▸ **Stored items**:
Content starts

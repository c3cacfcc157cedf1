use std::sync::Arc;
use std::time::Duration;

use tokio::sync::Semaphore;
use tokio::time::{timeout, timeout_at, Instant};

use crate::app::{FetchFailure, ItemError};
use crate::config::RunConfig;
use crate::domain::{Chapter, FeedItem, RawPage};
use crate::fetcher::Fetcher;
use crate::sanitizer::ContentSanitizer;

pub type ItemResult = Result<Chapter, ItemError>;

/// Resolves feed items into chapters with a bounded number of concurrent
/// fetches.
pub struct ParallelResolver {
    fetcher: Arc<dyn Fetcher + Send + Sync>,
    sanitizer: Arc<ContentSanitizer>,
    semaphore: Arc<Semaphore>,
    item_timeout: Duration,
}

impl ParallelResolver {
    pub fn new(
        fetcher: Arc<dyn Fetcher + Send + Sync>,
        sanitizer: Arc<ContentSanitizer>,
        config: &RunConfig,
    ) -> Self {
        Self {
            fetcher,
            sanitizer,
            semaphore: Arc::new(Semaphore::new(config.workers)),
            item_timeout: config.item_timeout,
        }
    }

    /// Resolve every item. The returned vector is index-addressed: slot `i`
    /// holds the outcome for `items[i]`, whatever order tasks finished in.
    ///
    /// Items still outstanding at `deadline` are aborted and reported as
    /// [`ItemError::DeadlineExceeded`].
    pub async fn resolve_all(&self, items: &[FeedItem], deadline: Instant) -> Vec<ItemResult> {
        let mut handles = Vec::with_capacity(items.len());

        for item in items {
            let fetcher = self.fetcher.clone();
            let sanitizer = self.sanitizer.clone();
            let semaphore = self.semaphore.clone();
            let item_timeout = self.item_timeout;
            let item = item.clone();

            let handle = tokio::spawn(async move {
                let Ok(_permit) = semaphore.acquire().await else {
                    return Err(ItemError::TaskFailed("worker pool closed".into()));
                };

                resolve_item(fetcher.as_ref(), &sanitizer, &item, item_timeout).await
            });

            handles.push(handle);
        }

        let mut results = Vec::with_capacity(items.len());
        for (item, mut handle) in items.iter().zip(handles) {
            let result = match timeout_at(deadline, &mut handle).await {
                Ok(Ok(result)) => result,
                Ok(Err(e)) => {
                    tracing::error!("Task join error: {}", e);
                    Err(ItemError::TaskFailed(e.to_string()))
                }
                Err(_) => {
                    handle.abort();
                    Err(ItemError::DeadlineExceeded)
                }
            };

            match &result {
                Ok(chapter) => tracing::info!("Resolved '{}' as {}", item.title, chapter.id),
                Err(e) => tracing::warn!("Skipping '{}' ({}): {}", item.title, item.link, e),
            }
            results.push(result);
        }

        results
    }
}

/// Fetch and sanitize one item.
pub async fn resolve_item(
    fetcher: &(dyn Fetcher + Send + Sync),
    sanitizer: &ContentSanitizer,
    item: &FeedItem,
    item_timeout: Duration,
) -> ItemResult {
    let fetched = match timeout(item_timeout, fetcher.fetch(&item.link)).await {
        Ok(result) => result?,
        Err(_) => return Err(FetchFailure::Timeout.into()),
    };

    let page = RawPage::new(fetched.final_url, fetched.body).with_charset(fetched.charset);
    sanitizer.chapter(item, &page)
}

#[cfg(test)]
pub(crate) mod tests {
    use url::Url;

    use super::*;
    use crate::fetcher::scripted::ScriptedFetcher;
    use crate::sanitizer::SanitizerConfig;

    pub(crate) fn article(title: &str) -> String {
        format!(
            "<html><body><nav><a href=\"/\">Home</a></nav><article><h1>{title}</h1>\
             <p>{title} opens with a paragraph long enough to be treated as real prose by the extractor.</p>\
             <p>A second paragraph follows, adding more sentences so the density score is comfortably positive.</p>\
             </article></body></html>"
        )
    }

    fn items(n: usize) -> Vec<FeedItem> {
        (0..n)
            .map(|i| {
                let link = Url::parse(&format!("https://example.com/{i}")).unwrap();
                FeedItem::new(i, format!("Item {i}"), link, format!("g{i}"))
            })
            .collect()
    }

    fn resolver(fetcher: ScriptedFetcher, workers: usize, item_timeout: Duration) -> (ParallelResolver, Arc<ScriptedFetcher>) {
        let fetcher = Arc::new(fetcher);
        let mut config = RunConfig::for_tests("https://example.com/feed.xml", 10);
        config.workers = workers;
        config.item_timeout = item_timeout;
        let sanitizer = Arc::new(ContentSanitizer::new(&SanitizerConfig::lenient()));
        (ParallelResolver::new(fetcher.clone(), sanitizer, &config), fetcher)
    }

    #[tokio::test]
    async fn test_results_follow_feed_order_not_completion_order() {
        let fetcher = ScriptedFetcher::new()
            .slow("https://example.com/0", &article("Item 0"), Duration::from_millis(150))
            .slow("https://example.com/1", &article("Item 1"), Duration::from_millis(75))
            .page("https://example.com/2", &article("Item 2"));
        let (resolver, _) = resolver(fetcher, 3, Duration::from_secs(5));

        let results = resolver.resolve_all(&items(3), Instant::now() + Duration::from_secs(10)).await;
        let orders: Vec<_> = results.iter().map(|r| r.as_ref().unwrap().order).collect();
        assert_eq!(orders, vec![0, 1, 2]);
    }

    #[tokio::test]
    async fn test_worker_cap_is_enforced() {
        let mut fetcher = ScriptedFetcher::new();
        for i in 0..8 {
            fetcher = fetcher.slow(&format!("https://example.com/{i}"), &article("x"), Duration::from_millis(30));
        }
        let (resolver, fetcher) = resolver(fetcher, 2, Duration::from_secs(5));

        let results = resolver.resolve_all(&items(8), Instant::now() + Duration::from_secs(10)).await;
        assert!(results.iter().all(Result::is_ok));
        assert!(fetcher.peak_concurrency() <= 2);
        assert!(fetcher.peak_concurrency() >= 1);
    }

    #[tokio::test]
    async fn test_failures_are_per_item() {
        let fetcher = ScriptedFetcher::new()
            .page("https://example.com/0", &article("Item 0"))
            .failure("https://example.com/1", FetchFailure::Status(500))
            .page("https://example.com/2", "<html><body><p>tiny</p></body></html>");
        let (resolver, _) = resolver(fetcher, 4, Duration::from_secs(5));

        let results = resolver.resolve_all(&items(3), Instant::now() + Duration::from_secs(10)).await;
        assert!(results[0].is_ok());
        assert_eq!(results[1], Err(ItemError::Fetch(FetchFailure::Status(500))));
        assert!(matches!(results[2], Err(ItemError::Extraction(_))));
    }

    #[tokio::test]
    async fn test_item_timeout() {
        let fetcher = ScriptedFetcher::new()
            .page("https://example.com/0", &article("Item 0"))
            .slow("https://example.com/1", &article("Item 1"), Duration::from_secs(5));
        let (resolver, _) = resolver(fetcher, 4, Duration::from_millis(100));

        let results = resolver.resolve_all(&items(2), Instant::now() + Duration::from_secs(10)).await;
        assert!(results[0].is_ok());
        assert_eq!(results[1], Err(ItemError::Fetch(FetchFailure::Timeout)));
    }

    #[tokio::test]
    async fn test_deadline_abandons_outstanding_items() {
        let fetcher = ScriptedFetcher::new()
            .page("https://example.com/0", &article("Item 0"))
            .slow("https://example.com/1", &article("Item 1"), Duration::from_secs(5))
            .page("https://example.com/2", &article("Item 2"));
        let (resolver, _) = resolver(fetcher, 4, Duration::from_secs(30));

        let results = resolver.resolve_all(&items(3), Instant::now() + Duration::from_millis(300)).await;
        assert!(results[0].is_ok());
        assert_eq!(results[1], Err(ItemError::DeadlineExceeded));
        assert!(results[2].is_ok());
    }

    #[tokio::test]
    async fn test_redirect_target_is_base_for_links() {
        let body = "<html><body><article><p>Redirected articles keep working links like <a href=\"next\">this one</a> inside the text body.</p>\
                    <p>Another paragraph so there is enough readable text to pass the lenient threshold here.</p></article></body></html>";
        let fetcher = ScriptedFetcher::new().redirected("https://example.com/0", "https://mirror.example.net/posts/0", body);
        let (resolver, _) = resolver(fetcher, 1, Duration::from_secs(5));

        let results = resolver.resolve_all(&items(1), Instant::now() + Duration::from_secs(10)).await;
        let chapter = results[0].as_ref().unwrap();
        assert!(chapter.body.contains("href=\"https://mirror.example.net/posts/next\""));
    }
}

Content ends

Once you have identified the lines above that contain "unwrap", copy each of them.

▸ **Result**:
                let link = Url::parse(&format!("https://example.com/{i}")).unwrap();
        let orders: Vec<_> = results.iter().map(|r| r.as_ref().unwrap().order).collect();
        let chapter = results[0].as_ref().unwrap();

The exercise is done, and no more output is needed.